Es gab also eine Zeit lang keine Lebensmittelversorgung in einem so großen Stadtteil?

Philipp Dickel: Die Veddel ist ein »Food Desert«. Das muss man sich wirklich prototypisch vorstellen, wie es in der Public-Health-Literatur beschrieben wird: Es fehlt an einer guten Nahversorgung mit Lebensmitteln. Viele Dinge sind auf der Veddel nicht zu bekommen. Man muss eine weite Strecke fahren, um etwas zu besorgen. Es ist ein wichtiger gesundheitspolitischer Aspekt, auch für eine gute Infrastruktur und Versorgung im Viertel zu kämpfen.

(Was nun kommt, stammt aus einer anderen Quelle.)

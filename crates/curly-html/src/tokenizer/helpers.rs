//! Helper methods for the scanner.
//!
//! - State transitions ("switch to")
//! - Cursor access ("consume", "peek")
//! - Position marks for tags and expressions
//! - Sealing tokens and building syntax errors

use tracing::trace;

use super::scanner::{Scanner, TokenizerState};
use crate::error::{SyntaxError, SyntaxErrorKind};
use crate::position::Position;
use crate::sink::TokenSink;

// =============================================================================
// State Transition Helpers
// =============================================================================

impl<R> Scanner<R> {
    /// Transition to `new_state`. The next iteration of the run loop
    /// dispatches to its handler.
    pub(super) fn switch_to(&mut self, new_state: TokenizerState) {
        if self.state != new_state {
            trace!(from = %self.state, to = %new_state, "state transition");
        }
        self.state = new_state;
    }
}

// =============================================================================
// Input Helpers
// =============================================================================

impl<R> Scanner<R> {
    /// Take the character under the cursor, updating line and column.
    pub(super) fn consume(&mut self) -> Option<char> {
        self.input.consume()
    }

    /// The character under the cursor.
    pub(super) fn peek(&self) -> Option<char> {
        self.input.peek()
    }

    /// The character after the one under the cursor.
    pub(super) fn peek_next(&self) -> Option<char> {
        self.input.peek_next()
    }

    /// Remember where the current `<` is, before it is consumed.
    pub(super) const fn mark_tag_start(&mut self) {
        self.tag_start = self.input.position();
    }

    /// Remember where the first `{` of the current `{{` was.
    pub(super) const fn mark_expression_open(&mut self, open: Position) {
        self.expression_start = open;
    }
}

// =============================================================================
// Token Helpers
// =============================================================================

impl<R> Scanner<R> {
    /// Seal the current tag and return to the initial state.
    pub(super) fn finish_tag(&mut self, sink: &mut dyn TokenSink) {
        sink.finish_tag(self.input.position());
        self.switch_to(TokenizerState::BeforeData);
    }

    /// Seal the current comment and return to the initial state.
    pub(super) fn finish_comment(&mut self, sink: &mut dyn TokenSink) {
        sink.finish_comment(self.input.position());
        self.switch_to(TokenizerState::BeforeData);
    }

    /// Give the current attribute an empty unquoted value.
    pub(super) fn finish_valueless_attribute(sink: &mut dyn TokenSink) {
        sink.begin_attribute_value(false);
        sink.finish_attribute_value();
    }

    /// A syntax error at the cursor, inside the most recently opened
    /// expression.
    pub(super) const fn syntax_error(&self, kind: SyntaxErrorKind) -> SyntaxError {
        SyntaxError::new(kind, self.input.position(), self.expression_start)
    }
}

Was bräuchte es noch für eine gesundheitsförderliche Umgebung?

Jella Behrens: Ein Beispiel für eine gute Krankheits-Präventionsmaßnahme wäre ein kostenloser ÖPNV. Das ergibt nicht nur umweltpolitisch Sinn, sondern ermöglicht Mobilität, und das ist wiederum eine gute Prävention gegen Vereinsamung.

Philipp Dickel: Auch die steigenden Mieten der letzten Jahrzehnte stellen ein Armuts- und damit ein Gesundheitsrisiko dar – nicht nur auf der Veddel. Inzwischen geben viele zwischen 50 und 60 Prozent ihres Einkommens für die Miete aus. Wie soll man sich da gesundes Essen leisten? Insofern muss man Maßnahmen wie den Berliner Mietendeckel auch als eine gesundheitspolitische Maßnahme verstehen. Man muss kein Revolutionär sein, um zu erkennen, dass die Bekämpfung der sozialen Ungleichheit der Faktor ist, um die gesundheitliche Ungleichheit zu bekämpfen.

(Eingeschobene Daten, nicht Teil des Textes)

//! Materialized paths (traversal_ids) and their algebra
//!
//! A path is the ordered list of ids from the root down to the node itself.
//! All hierarchy questions reduce to prefix and range checks over paths:
//!
//! - ancestor of N   = proper prefix of N's path
//! - descendant of N = path inside `[N, N.upper_bound())`
//! - root of N       = first component

pub mod superset;

use std::fmt;

use serde::{Deserialize, Serialize};

use crate::error::{HierarchyError, Result};

pub use superset::{reduce_to_superset, reduce_to_superset_sorted};

/// Namespace identifier. `0` is reserved (used as the "no parent" key in stores)
pub type NodeId = u64;

/// Width of one encoded path component in bytes
const COMPONENT_WIDTH: usize = 8;

/// Root-to-self id path of a node
///
/// `Ord` is lexicographic over components, a proper prefix sorting first.
/// That ordering is what makes the range scan for descendants exact.
#[derive(Debug, Clone, PartialEq, Eq, PartialOrd, Ord, Hash, Default, Serialize, Deserialize)]
#[serde(transparent)]
pub struct TraversalIds(Vec<NodeId>);

impl TraversalIds {
    pub fn new(ids: Vec<NodeId>) -> Self {
        Self(ids)
    }

    /// assign_path: `parent.traversal_ids + [id]`, or `[id]` for a root
    pub fn for_node(id: NodeId, parent: Option<&TraversalIds>) -> Self {
        let mut ids = match parent {
            Some(p) => Vec::with_capacity(p.0.len() + 1),
            None => Vec::with_capacity(1),
        };
        if let Some(p) = parent {
            ids.extend_from_slice(&p.0);
        }
        ids.push(id);
        Self(ids)
    }

    pub fn as_slice(&self) -> &[NodeId] {
        &self.0
    }

    pub fn into_inner(self) -> Vec<NodeId> {
        self.0
    }

    pub fn is_empty(&self) -> bool {
        self.0.is_empty()
    }

    /// Depth of the node, 1 for roots
    pub fn depth(&self) -> usize {
        self.0.len()
    }

    pub fn root(&self) -> Option<NodeId> {
        self.0.first().copied()
    }

    /// Id of the node owning this path
    pub fn last(&self) -> Option<NodeId> {
        self.0.last().copied()
    }

    /// Path of the parent, `None` for roots and empty paths
    pub fn parent_path(&self) -> Option<TraversalIds> {
        if self.0.len() < 2 {
            return None;
        }
        Some(Self(self.0[..self.0.len() - 1].to_vec()))
    }

    /// Array containment `path @> [id]`
    pub fn contains(&self, id: NodeId) -> bool {
        self.0.contains(&id)
    }

    /// Array overlap `path && ids`
    pub fn overlaps(&self, ids: &[NodeId]) -> bool {
        self.0.iter().any(|id| ids.contains(id))
    }

    /// Non-strict prefix: true for the path itself
    pub fn is_prefix_of(&self, other: &TraversalIds) -> bool {
        other.0.starts_with(&self.0)
    }

    /// Strict prefix: `self` belongs to a proper ancestor of `other`
    pub fn is_ancestor_of(&self, other: &TraversalIds) -> bool {
        self.0.len() < other.0.len() && self.is_prefix_of(other)
    }

    /// Ids climbed by unnesting the path. Without self the last id is dropped.
    pub fn ancestor_ids(&self, include_self: bool) -> &[NodeId] {
        if include_self || self.0.is_empty() {
            &self.0
        } else {
            &self.0[..self.0.len() - 1]
        }
    }

    /// next_sibling: increment the last component
    ///
    /// `[1, 5]` -> `[1, 6]`. Returns `None` when the last component is
    /// `u64::MAX` or the path is empty.
    pub fn next_sibling(&self) -> Option<TraversalIds> {
        let (last, head) = self.0.split_last()?;
        let next = last.checked_add(1)?;
        let mut ids = head.to_vec();
        ids.push(next);
        Some(Self(ids))
    }

    /// Smallest path that is neither this path nor one of its descendants
    ///
    /// Same as `next_sibling` unless the last component overflows, in which
    /// case the bound moves up to the nearest ancestor that can be
    /// incremented. `None` means the range is unbounded above.
    pub fn upper_bound(&self) -> Option<TraversalIds> {
        self.upper_bound_within(NodeId::MAX)
    }

    /// `upper_bound` for a store whose components never exceed `max`
    pub fn upper_bound_within(&self, max: NodeId) -> Option<TraversalIds> {
        let mut ids = self.0.clone();
        while let Some(last) = ids.pop() {
            if last < max {
                ids.push(last + 1);
                return Some(Self(ids));
            }
        }
        None
    }

    /// Half-open range `[self, upper_bound)` covering self and descendants
    pub fn subtree_range(&self, include_self: bool) -> PathRange {
        PathRange {
            lower: self.clone(),
            upper: self.upper_bound(),
            include_lower: include_self,
        }
    }

    /// Replace `old_prefix` with `new_prefix`, keeping the suffix
    ///
    /// Used when a subtree is moved: every descendant keeps the part of its
    /// path below the moved node.
    pub fn rebase(&self, old_prefix: &TraversalIds, new_prefix: &TraversalIds) -> Result<TraversalIds> {
        if !old_prefix.is_prefix_of(self) {
            return Err(HierarchyError::InvalidFormat(format!(
                "{} is not a prefix of {}",
                old_prefix, self
            )));
        }
        let suffix = &self.0[old_prefix.0.len()..];
        let mut ids = Vec::with_capacity(new_prefix.0.len() + suffix.len());
        ids.extend_from_slice(&new_prefix.0);
        ids.extend_from_slice(suffix);
        Ok(Self(ids))
    }

    /// Search ancestry token: `[1, 2, 3]` -> `"1-2-3-"`
    ///
    /// The trailing separator makes a prefix match on the token of `[1, 2]`
    /// select its subtree without also matching `[1, 20]`.
    pub fn ancestry_string(&self) -> String {
        let mut token = String::new();
        for id in &self.0 {
            token.push_str(&id.to_string());
            token.push('-');
        }
        token
    }

    /// Order-preserving key: big-endian fixed-width components
    ///
    /// Byte order of keys equals `Ord` of paths, so a KV range scan over
    /// keys is a range scan over paths.
    pub fn to_key(&self) -> Vec<u8> {
        let mut key = Vec::with_capacity(self.0.len() * COMPONENT_WIDTH);
        for id in &self.0 {
            key.extend_from_slice(&id.to_be_bytes());
        }
        key
    }

    pub fn from_key(key: &[u8]) -> Result<Self> {
        if key.len() % COMPONENT_WIDTH != 0 {
            return Err(HierarchyError::InvalidFormat(format!(
                "path key length {} is not a multiple of {}",
                key.len(),
                COMPONENT_WIDTH
            )));
        }
        let ids = key
            .chunks_exact(COMPONENT_WIDTH)
            .map(|chunk| {
                let mut bytes = [0u8; COMPONENT_WIDTH];
                bytes.copy_from_slice(chunk);
                NodeId::from_be_bytes(bytes)
            })
            .collect();
        Ok(Self(ids))
    }
}

impl From<Vec<NodeId>> for TraversalIds {
    fn from(ids: Vec<NodeId>) -> Self {
        Self(ids)
    }
}

impl fmt::Display for TraversalIds {
    /// PostgreSQL array literal: `{1,2,3}`
    fn fmt(&self, f: &mut fmt::Formatter<'_>) -> fmt::Result {
        write!(f, "{{")?;
        for (i, id) in self.0.iter().enumerate() {
            if i > 0 {
                write!(f, ",")?;
            }
            write!(f, "{}", id)?;
        }
        write!(f, "}}")
    }
}

/// Lexicographic range over paths
#[derive(Debug, Clone, PartialEq, Eq, Serialize, Deserialize)]
pub struct PathRange {
    pub lower: TraversalIds,
    /// Exclusive; `None` = unbounded
    pub upper: Option<TraversalIds>,
    /// `>=` when true, `>` when false
    pub include_lower: bool,
}

impl PathRange {
    pub fn contains(&self, path: &TraversalIds) -> bool {
        let above_lower = if self.include_lower {
            *path >= self.lower
        } else {
            *path > self.lower
        };
        let below_upper = self.upper.as_ref().map_or(true, |upper| path < upper);
        above_lower && below_upper
    }
}

#[cfg(test)]
mod tests {
    use super::*;

    fn p(ids: &[NodeId]) -> TraversalIds {
        TraversalIds::new(ids.to_vec())
    }

    #[test]
    fn test_for_node_root_and_child() {
        let root = TraversalIds::for_node(1, None);
        assert_eq!(root, p(&[1]));

        let child = TraversalIds::for_node(2, Some(&root));
        let grandchild = TraversalIds::for_node(3, Some(&child));
        assert_eq!(grandchild, p(&[1, 2, 3]));
        assert_eq!(grandchild.depth(), 3);
        assert_eq!(grandchild.root(), Some(1));
        assert_eq!(grandchild.last(), Some(3));
        assert_eq!(grandchild.parent_path(), Some(child));
    }

    #[test]
    fn test_next_sibling() {
        assert_eq!(p(&[1, 5]).next_sibling(), Some(p(&[1, 6])));
        assert_eq!(p(&[]).next_sibling(), None);
        assert_eq!(p(&[1, u64::MAX]).next_sibling(), None);
    }

    #[test]
    fn test_upper_bound_carries_on_overflow() {
        assert_eq!(p(&[1, 5]).upper_bound(), Some(p(&[1, 6])));
        assert_eq!(p(&[1, u64::MAX]).upper_bound(), Some(p(&[2])));
        assert_eq!(p(&[u64::MAX, u64::MAX]).upper_bound(), None);
    }

    #[test]
    fn test_upper_bound_within_signed_range() {
        let max = i64::MAX as NodeId;
        assert_eq!(p(&[1, 5]).upper_bound_within(max), Some(p(&[1, 6])));
        assert_eq!(p(&[1, max]).upper_bound_within(max), Some(p(&[2])));
        assert_eq!(p(&[max]).upper_bound_within(max), None);
    }

    #[test]
    fn test_ancestry_string() {
        assert_eq!(p(&[1, 2, 3]).ancestry_string(), "1-2-3-");
        assert_eq!(p(&[]).ancestry_string(), "");

        let parent = p(&[1, 2]).ancestry_string();
        assert!(p(&[1, 2, 3]).ancestry_string().starts_with(&parent));
        assert!(!p(&[1, 20]).ancestry_string().starts_with(&parent));
    }

    #[test]
    fn test_range_bound_for_descendants() {
        let range = p(&[1, 5]).subtree_range(true);
        assert!(range.contains(&p(&[1, 5])));
        assert!(range.contains(&p(&[1, 5, 2])));
        assert!(range.contains(&p(&[1, 5, 2, 900])));
        assert!(!range.contains(&p(&[1, 6])));
        assert!(!range.contains(&p(&[1])));
        assert!(!range.contains(&p(&[1, 4, 99])));

        let without_self = p(&[1, 5]).subtree_range(false);
        assert!(!without_self.contains(&p(&[1, 5])));
        assert!(without_self.contains(&p(&[1, 5, 2])));
    }

    #[test]
    fn test_prefix_ordering() {
        // Proper prefix sorts first, then component-wise
        assert!(p(&[1]) < p(&[1, 2]));
        assert!(p(&[1, 2, 3]) < p(&[1, 3]));
        assert!(p(&[1, 9]) < p(&[2]));
    }

    #[test]
    fn test_ancestor_predicates() {
        assert!(p(&[1, 2]).is_ancestor_of(&p(&[1, 2, 3])));
        assert!(!p(&[1, 2]).is_ancestor_of(&p(&[1, 2])));
        assert!(p(&[1, 2]).is_prefix_of(&p(&[1, 2])));
        assert!(!p(&[1, 2]).is_prefix_of(&p(&[1, 20])));
        assert!(p(&[1, 2, 3]).contains(2));
        assert!(p(&[1, 2, 3]).overlaps(&[9, 3]));
        assert!(!p(&[1, 2, 3]).overlaps(&[4]));
    }

    #[test]
    fn test_ancestor_ids() {
        let path = p(&[7, 3, 9]);
        assert_eq!(path.ancestor_ids(true), &[7, 3, 9]);
        assert_eq!(path.ancestor_ids(false), &[7, 3]);
        assert!(p(&[]).ancestor_ids(false).is_empty());
    }

    #[test]
    fn test_rebase() {
        let path = p(&[1, 2, 3, 4]);
        let moved = path.rebase(&p(&[1, 2]), &p(&[5, 6, 2])).unwrap();
        assert_eq!(moved, p(&[5, 6, 2, 3, 4]));

        assert!(path.rebase(&p(&[9]), &p(&[1])).is_err());
    }

    #[test]
    fn test_key_order_matches_path_order() {
        let mut paths = vec![
            p(&[2]),
            p(&[1, 300]),
            p(&[1]),
            p(&[1, 2, 3]),
            p(&[1, 2]),
            p(&[256]),
        ];
        let mut keys: Vec<Vec<u8>> = paths.iter().map(|x| x.to_key()).collect();
        paths.sort();
        keys.sort();

        let decoded: Vec<TraversalIds> = keys
            .iter()
            .map(|k| TraversalIds::from_key(k).unwrap())
            .collect();
        assert_eq!(decoded, paths);
    }

    #[test]
    fn test_from_key_rejects_partial_component() {
        assert!(TraversalIds::from_key(&[0, 1, 2]).is_err());
    }

    #[test]
    fn test_display_as_array_literal() {
        assert_eq!(p(&[1, 2, 3]).to_string(), "{1,2,3}");
        assert_eq!(p(&[]).to_string(), "{}");
    }
}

Die Politklinik auf der Veddel. Foto: Iren Dymke

Poliklinik Veddel

Das Gesundheitskollektiv der Poliklinik besteht aus einem 25-köpfigen, multiprofessionellen Team. Darunter sind Sozialarbeiter*innen, Pfleger*innen, Ärzt*innen, Jurist*innen, Hebammen, Sozialpädagog*innen, Sozial- und Gesundheitswissenschaftler*innen und Psycholog*innen. Ihre Arbeit besteht aus medizinischer Versorgung, sozialer und psychologischer Beratung und Gemeinwesenarbeit. Gesundheitsprävention im Sinne der Poliklinik berücksichtigt nicht nur das individuelle Verhalten der Menschen, sondern auch die Umstände, in denen sie leben. Die Situation am Arbeitsplatz, Diskriminierung oder fehlende Mobilität werden als wichtige Gesundheitsaspekte anerkannt und mitbearbeitet. Die Poliklinik Veddel und Gesundheitskollektive in Dresden, Leipzig und Berlin haben sich zu einem Poliklinik-Syndikat zusammengeschlossen. Gemeinsam erarbeiten sie konkrete Alternativen zum bestehenden Gesundheitssystem. Phillip Dickel ist Teil der hausärztlichen Versorgung in der Poliklinik. Jella Behrens arbeitet vor allem in der Präventionsarbeit und Fördermittelakquise. Beide haben Poliklinik auf der Veddel mitgegründet.